Friday, June 28, 2013

I Had A Mistress and Her Name Was Wendy...

I love Wendy's.  I love their 99 cent crispy chicken sandwich.  I love the 99 cent frosty.  I really love the Baconator. It became a problem.  I would get it on the way home from work.  I would go to the bank and withdraw money so Jenn wouldn't know I was getting Wendy's.  I would hide the paper bags.  I would come home with crumbs on my collar.  Jenn started calling Wendy's my mistress.  I think she really does not like that place anymore because of my food addiction.


Most nights when I left work, I would tell myself, "You are just going home. You are not stopping to get Wendy's."  Then, I would get halfway there.  "Okay, maybe just a single sandwich.  Not the normal three I get with the frosty."  Finally, I would be pulling into the drive-thru and get to the window.  "I would like 3 of your 99 cent crispy chicken sandwich and a frosty."

I would eat the whole thing the rest of the 7 miles home, and hide the evidence.  At home, I would eat dinner with the family.  Right after I ate the food from my mistress, I felt instantly guilty and mad at myself.  Each one of those chicken sandwiches are 350 calories!  We cannot even afford it.  Why am I doing it?  I know better.  I would just eat.

What they look like in my mind
One night about 4 months ago, it was getting late, and I was heading home from my improv class.  I looked down at my gas tank and saw that I was almost out of gas.  I was almost to the city of Republic and felt that all too familiar pull to Wendy's.

I was coming up on the light right before entering the city, and the car did a slight sputter.  I had a choice.  Turn left at the light and get gas, or turn right at the light and get Wendy's.  I was going to do both either way, but my stupid need for fried chicken and sadness won.  I ordered my usual and got to the second window.  They asked me to pull up, because it would be a few minutes to get my chicken.

So I pulled up, and as soon as I pushed on my break, the car died.  I ran out of gas.
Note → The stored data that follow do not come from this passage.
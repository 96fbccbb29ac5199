//! Edit sessions over one config file
//!
//! An [`EditSession`] owns the parsed view of a config file and renders it as
//! the editor page. Every write path (save, preset load, upgrade) re-reads
//! the file first, so edits made outside the page since it was opened are
//! kept; the merger only touches the submitted directives.

use std::path::{Path, PathBuf};

use ucfg_core::prelude::*;
use ucfg_core::{merge, parse, render, to_document, EditPatch, ParsedConfig, RenderOptions};

use crate::actions::{decode_command_uri, Action};
use crate::config::write_config_file;
use crate::presets::{Preset, PresetStore};
use crate::services::FormatterService;

/// What a handled editor command did
#[derive(Debug, Clone, PartialEq, Eq)]
pub enum CommandOutcome {
    /// Values merged into the config file
    Saved { config_path: PathBuf },
    /// Values stored under a preset name
    PresetSaved { name: String },
    /// Config rewritten by the formatter
    Upgraded { config_path: PathBuf },
}

/// An open config file and the state needed to render and save it
pub struct EditSession<S> {
    config_path: PathBuf,
    service: S,
    presets: PresetStore,
    options: RenderOptions,
    parsed: ParsedConfig,
    prior: Option<EditPatch>,
}

impl<S: FormatterService> EditSession<S> {
    /// Read, parse and version-check the config file
    pub async fn open(
        config_path: impl Into<PathBuf>,
        service: S,
        presets: PresetStore,
        options: RenderOptions,
    ) -> Result<Self> {
        let config_path = config_path.into();

        let prior = match presets.prior() {
            Ok(prior) => prior,
            Err(e) => {
                warn!("Ignoring unreadable presets: {}", e);
                None
            }
        };

        let mut session = Self {
            config_path,
            service,
            presets,
            options,
            parsed: ParsedConfig::default(),
            prior,
        };
        session.reload().await?;
        Ok(session)
    }

    pub fn config_path(&self) -> &Path {
        &self.config_path
    }

    pub fn parsed(&self) -> &ParsedConfig {
        &self.parsed
    }

    /// Values new options are compared against
    pub fn prior(&self) -> Option<&EditPatch> {
        self.prior.as_ref()
    }

    /// The complete editor page
    pub fn document(&self) -> String {
        to_document(&render(&self.parsed, self.prior.as_ref(), &self.options))
    }

    /// Re-read the file and refresh the version status
    pub async fn reload(&mut self) -> Result<()> {
        let text = read_config(&self.config_path)?;
        let installed = self.service.installed_version().await;
        self.parsed = parse(&text).with_installed_version(installed.as_deref());
        debug!(
            "Session on {} ({:?})",
            self.config_path.display(),
            self.parsed.version_status
        );
        Ok(())
    }

    /// Merge values into the file as it is on disk now
    pub async fn apply(&mut self, values: &EditPatch) -> Result<()> {
        let current = read_config(&self.config_path)?;
        let merged = merge(&current, values);

        if merged == current {
            debug!("No changes to write to {}", self.config_path.display());
        } else {
            write_config_file(&self.config_path, &merged)?;
        }

        self.reload().await
    }

    /// Store values under `name`; they become the prior config
    pub fn save_preset(&mut self, name: &str, values: EditPatch) -> Result<Preset> {
        let preset = self.presets.save(name, values)?;
        self.prior = Some(preset.values.clone());
        Ok(preset)
    }

    /// Merge a stored preset into the file; it becomes the prior config
    pub async fn load_preset(&mut self, name: &str) -> Result<Preset> {
        let preset = self.presets.load(name)?;
        self.prior = Some(preset.values.clone());
        self.apply(&preset.values).await?;
        Ok(preset)
    }

    /// Rewrite the file in the installed formatter's format
    pub async fn upgrade(&mut self) -> Result<()> {
        self.service.upgrade(&self.config_path).await?;
        self.reload().await
    }

    /// Decode and run a command link posted by the page
    ///
    /// `preset_name` is required for SAVE PRESET.
    pub async fn handle_command(
        &mut self,
        uri: &str,
        preset_name: Option<&str>,
    ) -> Result<CommandOutcome> {
        let command = decode_command_uri(uri)?;
        info!("Handling {} command", command.action);

        let action = command.action;
        let values = command.payload.into_patch(&self.parsed);

        match action {
            Action::Save => {
                self.apply(&values).await?;
                Ok(CommandOutcome::Saved {
                    config_path: self.config_path.clone(),
                })
            }
            Action::SavePreset => {
                let name = preset_name
                    .ok_or_else(|| Error::protocol("A preset name is required to save a preset"))?;
                let preset = self.save_preset(name, values)?;
                Ok(CommandOutcome::PresetSaved { name: preset.name })
            }
            Action::Upgrade => {
                self.upgrade().await?;
                Ok(CommandOutcome::Upgraded {
                    config_path: self.config_path.clone(),
                })
            }
        }
    }
}

fn read_config(path: &Path) -> Result<String> {
    match std::fs::read_to_string(path) {
        Ok(text) => Ok(text),
        Err(e) if e.kind() == std::io::ErrorKind::NotFound => Err(Error::config_not_found(path)),
        Err(e) => Err(Error::config(format!("Failed to read {}: {}", path.display(), e))),
    }
}

#[cfg(test)]
mod tests {
    use super::*;
    use crate::config::Settings;
    use crate::services::ExecutableFormatter;
    use crate::test_utils::{command_uri, serve_text, FakeFormatter};
    use tempfile::{tempdir, TempDir};
    use ucfg_core::PatchValue;

    const CONFIG: &str = "\
# Uncrustify-0.70

# Indenting

# Spaces per indent level
indent_columns = 8 # unsigned number
nl_end_of_file = false # false/true
";

    struct Fixture {
        _dir: TempDir,
        config: PathBuf,
        presets: PresetStore,
    }

    fn fixture() -> Fixture {
        let dir = tempdir().unwrap();
        let config = dir.path().join("uncrustify.cfg");
        std::fs::write(&config, CONFIG).unwrap();
        let presets = PresetStore::at(dir.path().join("presets.json"));
        Fixture {
            _dir: dir,
            config,
            presets,
        }
    }

    async fn open(f: &Fixture, service: FakeFormatter) -> EditSession<FakeFormatter> {
        EditSession::open(&f.config, service, f.presets.clone(), RenderOptions::default())
            .await
            .unwrap()
    }

    #[tokio::test]
    async fn test_open_missing_file() {
        let dir = tempdir().unwrap();
        let result = EditSession::open(
            dir.path().join("nope.cfg"),
            FakeFormatter::default(),
            PresetStore::at(dir.path().join("p.json")),
            RenderOptions::default(),
        )
        .await;
        assert!(matches!(result, Err(Error::ConfigNotFound { .. })));
    }

    #[tokio::test]
    async fn test_document_shows_upgrade_when_outdated() {
        let f = fixture();
        let session = open(&f, FakeFormatter::with_version("0.78")).await;
        let doc = session.document();
        assert!(doc.starts_with("<!DOCTYPE html>"));
        assert!(doc.contains("UPGRADE CONFIG"));
        assert!(doc.contains("<h2 onclick=\"toggle(event)\">Indenting</h2>"));
    }

    #[tokio::test]
    async fn test_document_hides_upgrade_when_version_unknown() {
        let f = fixture();
        let session = open(&f, FakeFormatter::default()).await;
        assert!(!session.document().contains("UPGRADE CONFIG"));
    }

    #[tokio::test]
    async fn test_apply_rereads_file_before_merge() {
        let f = fixture();
        let mut session = open(&f, FakeFormatter::default()).await;

        // Edited outside the page after it was opened
        let external = CONFIG.replace("nl_end_of_file = false", "nl_end_of_file = true");
        std::fs::write(&f.config, &external).unwrap();

        let mut values = EditPatch::new();
        values.insert("indent_columns".into(), PatchValue::Integer(4));
        session.apply(&values).await.unwrap();

        let text = std::fs::read_to_string(&f.config).unwrap();
        assert_eq!(text, external.replace("indent_columns = 8", "indent_columns = 4"));
        assert_eq!(session.parsed().field("indent_columns").unwrap().raw_value, "4");
    }

    #[tokio::test]
    async fn test_handle_save_command() {
        let f = fixture();
        let mut session = open(&f, FakeFormatter::default()).await;

        let outcome = session
            .handle_command(
                "command:uncrustify.save?%7B%22nl_end_of_file%22:true%7D",
                None,
            )
            .await
            .unwrap();

        assert_eq!(
            outcome,
            CommandOutcome::Saved {
                config_path: f.config.clone()
            }
        );
        let text = std::fs::read_to_string(&f.config).unwrap();
        assert!(text.contains("nl_end_of_file = true # false/true"));
    }

    #[tokio::test]
    async fn test_handle_posted_form() {
        let f = fixture();
        let mut session = open(&f, FakeFormatter::default()).await;
        let uri = command_uri(
            Action::Save,
            r#"{"fields":{"indent_columns":{"control":{"kind":"number","value":"8"},"override_value":null},"nl_end_of_file":{"control":{"kind":"checked","value":true},"override_value":null}}}"#,
        );

        session.handle_command(&uri, None).await.unwrap();

        let text = std::fs::read_to_string(&f.config).unwrap();
        assert_eq!(
            text,
            CONFIG.replace("nl_end_of_file = false", "nl_end_of_file = true")
        );
    }

    #[tokio::test]
    async fn test_remote_version_shows_upgrade() {
        let f = fixture();
        let base = serve_text(200, "uncrustify/uncrustify-0.78/uncrustify-0.78-win32.zip").await;

        let mut settings = Settings::default();
        settings.formatter.executable_path = Some(PathBuf::from("/no/such/dir/uncrustify"));
        settings.formatter.remote_version_fallback = true;
        settings.formatter.version_feed_url = format!("{}/rss", base);

        let session = EditSession::open(
            &f.config,
            ExecutableFormatter::from_settings(&settings),
            f.presets.clone(),
            RenderOptions::default(),
        )
        .await
        .unwrap();

        assert!(session.parsed().version_status.upgrade_available());
        assert!(session.document().contains("UPGRADE CONFIG"));
    }

    #[tokio::test]
    async fn test_handle_save_preset_requires_name() {
        let f = fixture();
        let mut session = open(&f, FakeFormatter::default()).await;
        let uri = "command:uncrustify.savePreset?%7B%22indent_columns%22:2%7D";

        let result = session.handle_command(uri, None).await;
        assert!(matches!(result, Err(Error::Protocol { .. })));

        let outcome = session.handle_command(uri, Some("narrow")).await.unwrap();
        assert_eq!(
            outcome,
            CommandOutcome::PresetSaved {
                name: "narrow".into()
            }
        );
        assert_eq!(f.presets.names().unwrap(), vec!["narrow".to_string()]);
        // Config file untouched
        assert_eq!(std::fs::read_to_string(&f.config).unwrap(), CONFIG);
    }

    #[tokio::test]
    async fn test_new_markers_after_saving_preset() {
        let f = fixture();
        let mut session = open(&f, FakeFormatter::default()).await;

        let mut values = EditPatch::new();
        values.insert("indent_columns".into(), PatchValue::Integer(8));
        session.save_preset("p", values).unwrap();

        let doc = session.document();
        assert_eq!(doc.matches("class=\"new-item\"").count(), 2);
        assert_eq!(doc.matches(">NEW<").count(), 1);
    }

    #[tokio::test]
    async fn test_load_preset_merges_into_file() {
        let f = fixture();
        let mut values = EditPatch::new();
        values.insert("indent_columns".into(), PatchValue::Integer(3));
        f.presets.save("three", values).unwrap();

        let mut session = open(&f, FakeFormatter::default()).await;
        session.load_preset("three").await.unwrap();

        let text = std::fs::read_to_string(&f.config).unwrap();
        assert!(text.contains("indent_columns = 3 # unsigned number"));
        assert!(session.prior().unwrap().contains_key("indent_columns"));
    }

    #[tokio::test]
    async fn test_upgrade_command_calls_service() {
        let f = fixture();
        let service = FakeFormatter::with_version("0.78");
        let mut session = open(&f, service.clone()).await;

        let outcome = session
            .handle_command("command:uncrustify.upgrade?%7B%7D", None)
            .await
            .unwrap();

        assert!(matches!(outcome, CommandOutcome::Upgraded { .. }));
        assert_eq!(service.upgrade_calls(), 1);
        // The fake rewrites the header to the installed version
        assert!(session.parsed().is_current_version());
        assert!(!session.document().contains("UPGRADE CONFIG"));
    }
}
I sat there, not even 200 yards from a gas station.  I waited for my chicken.  Then, I walked across the street to see if the gas station had a gas can I could use.

Of course, they did not have one.  She said I could buy a gallon of water, dump it out and fill it with gas.  I told her, "Thanks... but no thanks."

So I called Jenn.  "Hey, Jenn. Guess what? I just ran out of gas and coasted into the parking lot at the Wendy's.  Yeah, I know, crazy.  I barely made it all the way around the building into the parking spot in front of the drive-thru.  Yeah, that is crazy..."  Of course, she didn't believe me.  She knew what I was doing.  Caught greasy-handed.

What they really look like. Not good at all.
Good thing we have some friends in Republic.  Crystal came over to Wendy's, and let me borrow her gas can. I was able to fill up and head home.  It was very embarrassing and very preventable.

I still have to make a choice on what way I am going to turn at that light almost every day. I can turn right and eat fast, fattening food, or I can turn left and go to CrossFit.  CrossFit Republic was opened in the building behind the gas station.

Now I take a look at my former mistress and say, "No, thank you."  I turn left and see the love of my life Jenn and the gym, and we work out.  It is hard when we are running, and I smell that fried chicken scent across the street. But it is a reminder of a place I never want to go back to.  I am going to stay healthy this time.

So moral of the story.  Don't choose the right. Choose the left, and get gas and fitness.

5 comments:

Shaffer Sisters said...

Chris have you heard of the book, "Eat This Not That?" The authors of that book wrote a book called, "Cook this, Not That!" They have recipes that are healthy alternative to restaurant cooking. It might be a good book to purchase so that you can have a few of the tastes you love without the other.

Debbie @ Live from La Quinta said...

Thanks for the honest post. Good luck in continuing to choose the left (which is the right) turn.

Running With The Girls said...

Definitely pull away from the fast food.....it's going to call your name and tempt you. So happy it all worked out for you in the end.

Becca C said...

This post really resonated with me. I've definitely had those feelings about food, life and other addictions. It is hard to make a change, but that feeling when you choose the left, really makes all the difference in the world. Thanks for sharing, Chris.

Heather said...

Kudos to you Chris. You are such an inspiration to so many (including myself). I am so happy you are back on the path of fitness & good nutrition. I battle with food addiction myself as it is a daily struggle. But each day that I get through and have made better choices is a great day in my book. Keep up the great efforts and as you already know, it will pay off in so many ways.